___ DATA TO EXAMINE ___

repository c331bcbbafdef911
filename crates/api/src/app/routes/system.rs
use axum::http::StatusCode;

pub async fn health() -> StatusCode {
    StatusCode::OK
}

___

Each line of the data needs to be repeated exactly.

repository c331bcbbafdef911
filename crates/api/src/app/routes/system.rs
use axum::http::StatusCode;

pub async fn health() -> StatusCode {
    StatusCode::OK
}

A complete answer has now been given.